This OAK-1 and Raspberry Pi-Powered Device Forces You to Perform Push-Ups to Unlock Your Desktop

Driven by a pose estimation network and a classifier, this smart camera setup forces you to work out every hour — or give up altogether.

ClearML developer Victor Sonck has come up with a novel way to fight the work-from-home weight-gain: a machine learning system that won't unlock his workstation until a certain number of push-ups have been performed.

"I'm getting fat, so I can't be bothered to go to the gym or do anything productive really," Sonck explains. "So, I'm going to make a machine learning model. The plan is to lock my computer every hour or so then have a camera active somewhere, detect my actions, see that I did five push-ups, then unlock my computer again. Simple, right?"

Designed to encourage fitness in a home office environment, this OAK-1-based device forces you to work out to work. (📹: Victor Sonck)

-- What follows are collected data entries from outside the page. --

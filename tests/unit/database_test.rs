//! Unit tests for the local key-value store.

use highlight_saver::database::Database;
use tempfile::TempDir;

#[test]
fn test_open_in_memory_succeeds() {
    let db = Database::open_in_memory();
    assert!(db.is_ok(), "open_in_memory should succeed");
}

#[test]
fn test_schema_creates_kv_table() {
    let db = Database::open_in_memory().expect("open_in_memory failed");
    let exists: bool = db
        .connection()
        .query_row(
            "SELECT COUNT(*) > 0 FROM sqlite_master WHERE type='table' AND name='kv_store'",
            [],
            |row| row.get(0),
        )
        .unwrap_or(false);
    assert!(exists, "kv_store table should exist after open");
}

#[test]
fn test_get_missing_key_is_none() {
    let db = Database::open_in_memory().unwrap();
    assert_eq!(db.get_raw("highlights").unwrap(), None);
}

#[test]
fn test_put_then_get_and_overwrite() {
    let db = Database::open_in_memory().unwrap();
    db.put_raw("highlights", "[]").unwrap();
    assert_eq!(db.get_raw("highlights").unwrap().as_deref(), Some("[]"));

    db.put_raw("highlights", "[1]").unwrap();
    assert_eq!(db.get_raw("highlights").unwrap().as_deref(), Some("[1]"));

    let rows: i64 = db
        .connection()
        .query_row("SELECT COUNT(*) FROM kv_store", [], |row| row.get(0))
        .unwrap();
    assert_eq!(rows, 1, "overwrite should not add a row");
}

#[test]
fn test_values_survive_reopen() {
    let dir = TempDir::new().unwrap();
    let path = dir.path().join("highlights.db");

    {
        let db = Database::open(&path).unwrap();
        db.put_raw("highlights", r#"[{"id":1}]"#).unwrap();
    }

    let db = Database::open(&path).unwrap();
    assert_eq!(
        db.get_raw("highlights").unwrap().as_deref(),
        Some(r#"[{"id":1}]"#)
    );
}

#[test]
fn test_open_is_idempotent_on_existing_file() {
    let dir = TempDir::new().unwrap();
    let path = dir.path().join("store.db");
    Database::open(&path).unwrap();
    assert!(Database::open(&path).is_ok());
}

The project is split across three key pieces of hardware. The first is Sonck's workstation, which only needs changes in software to lock on a schedule then wait for a signal from the machine learning system once the push-ups have been completed. The second is a Raspberry Pi single-board computer, which performs inference on the incoming video stream to detect the push-ups.

The final piece of the puzzle is the camera which captures the video: An OAK-1 depth-sensing camera, which offers both a color video stream and additional depth data missing from a standard webcam while offering an on-board accelerator for machine learning workloads — taking some of the strain off the Raspberry Pi without bogging down the target workstation.

"I [could] just attach any old webcam to a Raspberry Pi and have it run both the BlazePose model and the smaller classification model," Sonck explains. "But the Raspberry Pi isn't that powerful and I think it might catch on fire if I try to run both models. The OAK-1 is basically a 4K camera, so the imagery will be near-perfect, and then in the back it has an Intel Myriad X accelerator chip […] so it will be able to run BlazePose at, like, 15 frames a second which is more than enough for what we want to do."

There's a final trick to the system, too, which prevents any cheating. "'But,' I hear you say, 'Victor, you know the lock screen password, don't you? If you don't want to do push-ups why don't you just push in the password?' I have a very, very smart solution for that," Sonck explains. "I basically spam backspace 20 times a second […] to remove anything I might try to fill in until I did my push-ups."

Full project details are available on Sonck's YouTube channel, while source code has been published to GitHub under an unspecified open-source license.